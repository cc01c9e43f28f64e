//! Advdiff3 evaluates the discrete residual of a steady advection-diffusion
//! problem on the cube `[-1,1]^3`,
//!
//! ```text
//! -eps Laplacian u + w0 div(a u) = g(x,y,z,u),
//! ```
//!
//! with Dirichlet conditions on the x and y faces and periodic conditions in
//! z. The advective term is a conservative, first-order upwind flux which may
//! be blended toward the downwind value by a flux limiter. The residual is
//! what a nonlinear solver drives to zero; this crate provides it for any
//! trial field, on a single grid view or on a grid decomposed into
//! subdomains which exchange guard zones in parallel.

pub mod config;
pub mod error;
pub mod exact;
pub mod exchange;
pub mod field;
pub mod grid;
pub mod index_space;
pub mod limiter;
pub mod meshing;
pub mod problem;
pub mod residual;
pub mod subdomain;
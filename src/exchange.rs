use core::hash::Hash;
use std::collections::hash_map::{Entry, HashMap};




/// Returned by [`Exchange::status`] to indicate whether a task has received
/// all of its incoming messages and may be evaluated.
pub enum Status {
    Eligible,
    Ineligible,
}

impl Status {
    pub fn eligible_if(condition: bool) -> Self {
        if condition {
            Self::Eligible
        } else {
            Self::Ineligible
        }
    }
}




/// A member of a group of tasks which must exchange messages with their peers
/// before they can compute. In this crate the tasks are subdomains of the
/// grid, the messages are guard zone strips, and the computed value is the
/// local residual. Tasks own their data; message buffers are moved to the
/// recipient, never shared.
///
pub trait Exchange {
    /// Uniquely identifies a task within its group. Executors require this
    /// type to be `Hash + Eq`.
    type Key;

    /// The data sent from one task to another.
    type Message;

    /// The data product of a task. It is computed on a worker thread by the
    /// parallel executor.
    type Value;

    /// Return the key of this task.
    fn key(&self) -> Self::Key;

    /// Return the messages to be delivered to peers. A task may address a
    /// message to itself.
    fn messages(&self) -> Vec<(Self::Key, Self::Message)>;

    /// Take ownership of a message sent by a peer.
    fn receive(&mut self, message: Self::Message);

    /// Report whether every expected message has arrived.
    fn status(&self) -> Status;

    /// Run the task. CPU-intensive work is done here only.
    fn value(self) -> Self::Value;
}




/// Execute a group of tasks in serial, on the calling thread.
///
pub fn execute<I, A, K, V>(group: I) -> impl Iterator<Item = V>
where
    I: IntoIterator<Item = A>,
    A: Exchange<Key = K, Value = V>,
    K: Hash + Eq,
{
    let (eligible_sink, eligible_source) = crossbeam_channel::unbounded();

    coordinate(group, eligible_sink);

    eligible_source.into_iter().map(|task: A| task.value())
}




/// Execute a group of tasks in parallel. The coordinator delivers messages
/// on the calling thread, and hands each task to a dispatcher running in the
/// given Rayon scope as soon as the task is eligible. The dispatcher
/// evaluates tasks on the Rayon pool and sends their values to the returned
/// iterator.
///
/// _Note_: the coordinator and the dispatcher run concurrently, so the Rayon
/// pool needs at least two threads.
///
pub fn execute_par<'a, I, A, K, V>(scope: &rayon::Scope<'a>, group: I) -> impl Iterator<Item = V>
where
    I: IntoIterator<Item = A>,
    A: Send + Exchange<Key = K, Value = V> + 'a,
    K: Hash + Eq,
    V: Send + 'a,
{
    use rayon::prelude::*;

    assert!{
        rayon::current_num_threads() >= 2,
        "exchange::execute_par requires at least two threads to be running"
    };

    let (eligible_sink, eligible_source) = crossbeam_channel::unbounded();
    let (computed_sink, computed_source) = crossbeam_channel::unbounded();

    scope.spawn(move |_| {
        eligible_source
            .into_iter()
            .par_bridge()
            .for_each(|task: A| {
                // the receiver lives as long as the returned iterator
                computed_sink.send(task.value()).ok();
            })
    });

    coordinate(group, eligible_sink);
    computed_source.into_iter()
}




fn coordinate<I, A, K, V>(group: I, eligible: crossbeam_channel::Sender<A>)
where
    I: IntoIterator<Item = A>,
    A: Exchange<Key = K, Value = V>,
    K: Hash + Eq,
{
    let mut waiting: HashMap<K, A> = HashMap::new();
    let mut undelivered: Vec<(K, A::Message)> = Vec::new();

    for mut task in group {
        // Deliver each outgoing message to a peer already waiting, or hold
        // it until the peer shows up. A peer which becomes eligible is sent
        // off for evaluation.
        for (dest, message) in task.messages() {
            match waiting.entry(dest) {
                Entry::Occupied(mut entry) => {
                    entry.get_mut().receive(message);
                    if let Status::Eligible = entry.get().status() {
                        eligible.send(entry.remove()).unwrap()
                    }
                }
                Entry::Vacant(none) => undelivered.push((none.into_key(), message)),
            }
        }

        // Deliver the held messages addressed to this task, including the
        // ones it just sent to itself.
        let key = task.key();
        let (mine, others): (Vec<_>, Vec<_>) = undelivered.into_iter().partition(|(dest, _)| *dest == key);
        undelivered = others;

        for (_, message) in mine {
            task.receive(message)
        }

        match task.status() {
            Status::Eligible => eligible.send(task).unwrap(),
            Status::Ineligible => { waiting.insert(key, task); }
        }
    }

    assert!(
        waiting.is_empty() && undelivered.is_empty(),
        "{} tasks never received all of their messages", waiting.len());
}
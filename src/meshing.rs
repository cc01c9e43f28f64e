use core::ops::Range;
use crate::error::Error;
use crate::field::Field;
use crate::grid::{Grid, GridView};
use crate::index_space::{Axis, IndexSpace};




/// Split `n` cells into `parts` contiguous ranges whose lengths differ by at
/// most one. The lowest ranges get the remainder. Zero parts gives no ranges.
///
pub fn split_range(n: i64, parts: usize) -> Vec<Range<i64>> {
    if parts == 0 {
        return Vec::new()
    }
    let parts = parts as i64;
    let base = n / parts;
    let rem = n % parts;
    let mut start = 0;

    (0..parts)
        .map(|p| {
            let len = base + if p < rem { 1 } else { 0 };
            let range = start..start + len;
            start += len;
            range
        })
        .collect()
}




/// Partition the grid into `blocks.0 x blocks.1 x blocks.2` disjoint owned
/// boxes which together cover it. Fails if an axis has fewer cells than
/// blocks.
///
pub fn decompose(grid: &Grid, blocks: (usize, usize, usize)) -> Result<Vec<IndexSpace>, Error> {
    for &axis in &Axis::ALL {
        let b = axis.component(blocks);
        let n = grid.extent(axis);
        if b == 0 || b as i64 > n {
            return Err(Error::InvalidDecomposition(axis, b, n))
        }
    }
    let (mx, my, mz) = grid.size();
    let di = split_range(mx, blocks.0);
    let dj = split_range(my, blocks.1);
    let dk = split_range(mz, blocks.2);
    let (dj, dk) = (&dj, &dk);

    Ok(di.iter()
        .flat_map(|ri| dj.iter().flat_map(move |rj| dk.iter().map(move |rk| (ri, rj, rk))))
        .map(|(ri, rj, rk)| IndexSpace::new(ri.clone(), rj.clone(), rk.clone()))
        .collect())
}




/// Return the regions of the `source` box (in grid indexes) that appear in
/// the `target` index space, together with the offset along the periodic
/// axis at which each appears there. A target box which extends past the
/// ends of the periodic axis sees the source through its periodic images.
///
pub fn periodic_images(grid: &Grid, source: &IndexSpace, target: &IndexSpace) -> Vec<(IndexSpace, i64)> {
    let mz = grid.extent(Axis::K);
    let dk = target.range(Axis::K);

    (dk.start.div_euclid(mz)..=(dk.end - 1).div_euclid(mz))
        .map(|n| n * mz)
        .filter_map(|offset| {
            target
                .translate(-offset, Axis::K)
                .intersect(source)
                .map(|region| (region, offset))
        })
        .collect()
}




/// Return a local field on the view's ghosted index space, with values
/// taken from a field covering the whole grid. Guard zones across the
/// periodic axis get the periodic image. Guard zones outside the grid on the
/// Dirichlet axes are zero; the residual never reads them.
///
/// This is the single-process counterpart of the halo exchange done by
/// subdomain tasks.
///
pub fn extend_field(global: &Field, view: &GridView) -> Field {
    let grid = view.grid();
    let (_, _, mz) = grid.size();
    let space = grid.index_space();

    Field::from_function(view.ghosted(), |(i, j, k)| {
        let wrapped = (i, j, k.rem_euclid(mz));
        if space.contains(wrapped) {
            global.get(wrapped)
        } else {
            0.0
        }
    })
}
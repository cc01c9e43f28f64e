use crate::error::Error;
use crate::limiter::Limiter;
use crate::problem::{Problem, ProblemKind};




/**
 * The immutable parameters of a run: the diffusivity `eps`, the wind strength
 * `w0`, the flux limiter and the problem variant. A `ProblemConfig` can only
 * be obtained through `ProblemConfig::new`, which rejects `eps <= 0`, so every
 * value seen by the residual assembler is valid.
 */
#[derive(Clone, Copy, Debug, PartialEq, serde::Serialize)]
pub struct ProblemConfig {
    eps: f64,
    w0: f64,
    limiter: Limiter,
    problem: ProblemKind,
}




// ============================================================================
impl ProblemConfig {

    pub fn new(eps: f64, w0: f64, limiter: Limiter, problem: ProblemKind) -> Result<Self, Error> {
        // written so that NaN is rejected too
        if !(eps > 0.0) || !eps.is_finite() {
            return Err(Error::InvalidDiffusivity(eps))
        }
        Ok(Self { eps, w0, limiter, problem })
    }

    pub fn eps(&self) -> f64 {
        self.eps
    }

    pub fn w0(&self) -> f64 {
        self.w0
    }

    pub fn limiter(&self) -> Limiter {
        self.limiter
    }

    pub fn problem_kind(&self) -> ProblemKind {
        self.problem
    }

    /**
     * Return the point-wise functions of the configured problem.
     */
    pub fn problem(&self) -> Problem {
        Problem::new(self.problem, self.eps)
    }

    /**
     * Return the halo width needed by the configured limiter.
     */
    pub fn stencil_reach(&self) -> i64 {
        self.limiter.stencil_reach()
    }
}
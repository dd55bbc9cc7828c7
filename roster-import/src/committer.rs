//! Transactional committer
//!
//! Applies a [`ReconciliationPlan`] inside one open transaction, in a fixed
//! order: classes first, then students. The transaction is committed only
//! when every step succeeded; any failure rolls it back so nothing from the
//! batch persists.

use crate::error::ImportError;
use crate::planner::{GroupBinding, GroupPlan, GroupToCreate, ReconciliationPlan};
use crate::store::{RosterStore, StudentRow};
use roster_common::db::{Group, GroupId, Student};
use roster_common::ActorId;
use sqlx::sqlite::{Sqlite, SqliteConnection};
use sqlx::Transaction;
use std::collections::{HashMap, HashSet};
use tracing::{debug, warn};

/// Result of a committed plan
#[derive(Debug, Clone)]
pub struct CommitOutcome {
    /// Finalized students in plan order
    pub students: Vec<Student>,
    /// Classes created by this plan, in plan order
    pub groups_created: Vec<Group>,
    pub students_created: usize,
    pub students_updated: usize,
    /// Soft-deleted classes brought back because the batch referenced them
    pub groups_restored: u64,
}

/// Apply `plan` and commit `tx`
///
/// Consumes the transaction: it is either committed or rolled back before
/// this returns.
pub async fn commit(
    mut tx: Transaction<'static, Sqlite>,
    store: &RosterStore,
    plan: &ReconciliationPlan,
) -> Result<CommitOutcome, ImportError> {
    match apply(&mut tx, store, plan).await {
        Ok(outcome) => {
            tx.commit().await?;
            Ok(outcome)
        }
        Err(e) => {
            if let Err(rollback_err) = tx.rollback().await {
                warn!("Rollback after failed import also failed: {}", rollback_err);
            }
            Err(e)
        }
    }
}

async fn apply(
    conn: &mut SqliteConnection,
    store: &RosterStore,
    plan: &ReconciliationPlan,
) -> Result<CommitOutcome, ImportError> {
    // 1. Classes
    let to_create = dedupe_groups(&plan.groups_to_create);
    let groups_created = store.create_groups(conn, &to_create).await?;
    let groups_restored = store
        .restore_groups(conn, &plan.existing_group_ids(), plan.actor_id)
        .await?;
    debug!(
        created = groups_created.len(),
        restored = groups_restored,
        "Classes written"
    );

    // 2. Bind every class reference to a concrete id
    let synthesized: HashMap<&str, GroupId> = groups_created
        .iter()
        .map(|g| (g.name.as_str(), g.id))
        .collect();

    let mut rows = Vec::with_capacity(plan.student_mutations.len());
    for mutation in &plan.student_mutations {
        let fields = mutation.fields();
        let group_id = match fields.group.binding {
            GroupBinding::Existing(id) => id,
            GroupBinding::Synthesized => *synthesized.get(fields.group.name.as_str()).ok_or_else(|| {
                ImportError::Internal(format!(
                    "Class {} referenced but not created",
                    fields.group.name
                ))
            })?,
        };
        rows.push(StudentRow {
            id: mutation.existing_id(),
            name: fields.name.clone(),
            national_id: fields.national_id.clone(),
            local_id: fields.local_id.clone(),
            group_id,
        });
    }

    // 3. Students
    let written = store.upsert_students(conn, &rows, plan.actor_id).await?;
    if written.len() != rows.len() {
        return Err(ImportError::Internal(format!(
            "Expected {} students written, got {}",
            rows.len(),
            written.len()
        )));
    }

    // 4. Reload in plan order
    let keys: Vec<String> = rows.into_iter().map(|r| r.national_id).collect();
    let students = store.load_students(conn, &keys).await?;

    let students_created = plan
        .student_mutations
        .iter()
        .filter(|m| m.is_create())
        .count();

    Ok(CommitOutcome {
        students,
        groups_created,
        students_created,
        students_updated: plan.student_mutations.len() - students_created,
        groups_restored,
    })
}

/// Apply a class-list plan and commit `tx`
///
/// Creates the missing classes and restores soft-deleted existing ones.
/// Returns the created classes in plan order.
pub async fn commit_groups(
    mut tx: Transaction<'static, Sqlite>,
    store: &RosterStore,
    plan: &GroupPlan,
    actor_id: ActorId,
) -> Result<Vec<Group>, ImportError> {
    match apply_groups(&mut tx, store, plan, actor_id).await {
        Ok(created) => {
            tx.commit().await?;
            Ok(created)
        }
        Err(e) => {
            if let Err(rollback_err) = tx.rollback().await {
                warn!("Rollback after failed class import also failed: {}", rollback_err);
            }
            Err(e)
        }
    }
}

async fn apply_groups(
    conn: &mut SqliteConnection,
    store: &RosterStore,
    plan: &GroupPlan,
    actor_id: ActorId,
) -> Result<Vec<Group>, ImportError> {
    let created = store
        .create_groups(conn, &dedupe_groups(&plan.to_create))
        .await?;
    let existing: Vec<GroupId> = plan.existing.iter().map(|(_, id)| *id).collect();
    store.restore_groups(conn, &existing, actor_id).await?;
    Ok(created)
}

fn dedupe_groups(groups: &[GroupToCreate]) -> Vec<GroupToCreate> {
    let mut seen = HashSet::new();
    groups
        .iter()
        .filter(|g| seen.insert(g.name.as_str()))
        .cloned()
        .collect()
}
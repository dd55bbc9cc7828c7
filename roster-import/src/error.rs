//! Error types for roster-import
//!
//! Every failure surfaces to the immediate caller; nothing here retries.
//! Storage failures are classified once, at the sqlx boundary, into
//! [`ImportError::Conflict`] (natural-key race, busy or locked database) or
//! [`ImportError::Internal`].

use std::time::Duration;
use thiserror::Error;

/// Import error type
#[derive(Debug, Error)]
pub enum ImportError {
    /// Required header(s) absent from the first row
    #[error("Required columns are missing: {}", missing.join(", "))]
    SchemaMismatch { missing: Vec<String> },

    /// No usable rows left after per-row filtering
    #[error("No valid rows found in the batch")]
    EmptyBatch,

    /// Input bytes are not a readable workbook or delimited text
    #[error("Unreadable input: {0}")]
    Unreadable(String),

    /// Natural-key race or lock contention detected by the storage layer
    #[error("Conflict: {0}")]
    Conflict(String),

    /// Storage failure not attributable to the input
    #[error("Internal error: {0}")]
    Internal(String),

    /// The import transaction could not be started in time
    #[error("Import did not start within {0:?}")]
    StartTimeout(Duration),

    /// Referenced record does not exist
    #[error("Not found: {0}")]
    NotFound(String),

    /// Single-record input failed validation
    #[error("Invalid input: {0}")]
    Invalid(String),
}

impl ImportError {
    /// Stable machine-readable kind, used in audit events
    pub fn kind(&self) -> &'static str {
        match self {
            ImportError::SchemaMismatch { .. } => "schema_mismatch",
            ImportError::EmptyBatch => "empty_batch",
            ImportError::Unreadable(_) => "unreadable",
            ImportError::Conflict(_) => "conflict",
            ImportError::Internal(_) => "internal",
            ImportError::StartTimeout(_) => "start_timeout",
            ImportError::NotFound(_) => "not_found",
            ImportError::Invalid(_) => "invalid",
        }
    }

    /// Whether resubmitting the identical request may succeed
    ///
    /// Input errors need a caller fix; storage errors are safe to retry
    /// because imports upsert by natural key.
    pub fn is_retryable(&self) -> bool {
        matches!(
            self,
            ImportError::Conflict(_) | ImportError::Internal(_) | ImportError::StartTimeout(_)
        )
    }
}

impl From<sqlx::Error> for ImportError {
    fn from(err: sqlx::Error) -> Self {
        if is_conflict(&err) {
            ImportError::Conflict(err.to_string())
        } else {
            ImportError::Internal(err.to_string())
        }
    }
}

impl From<roster_common::Error> for ImportError {
    fn from(err: roster_common::Error) -> Self {
        match err {
            roster_common::Error::Database(db_err) => db_err.into(),
            roster_common::Error::NotFound(msg) => ImportError::NotFound(msg),
            other => ImportError::Internal(other.to_string()),
        }
    }
}

/// SQLite primary result codes that signal contention
const SQLITE_BUSY: i32 = 5;
const SQLITE_LOCKED: i32 = 6;

fn is_conflict(err: &sqlx::Error) -> bool {
    let sqlx::Error::Database(db_err) = err else {
        return false;
    };

    if db_err.is_unique_violation() {
        return true;
    }

    // Extended result codes carry the primary code in the low byte
    let contended = db_err
        .code()
        .and_then(|code| code.parse::<i32>().ok())
        .map(|code| matches!(code & 0xff, SQLITE_BUSY | SQLITE_LOCKED))
        .unwrap_or(false);

    contended || db_err.message().contains("database is locked")
}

= = =

- _What you need to do_
Lines wanted from the listing above: the line with "subdomains of the" up to and including the line with "Executors require this". Please write them out exactly, adding nothing else.

- _Answer_
/// before they can compute. In this crate the tasks are subdomains of the
/// grid, the messages are guard zone strips, and the computed value is the
/// local residual. Tasks own their data; message buffers are moved to the
/// recipient, never shared.
///
pub trait Exchange {
    /// Uniquely identifies a task within its group. Executors require this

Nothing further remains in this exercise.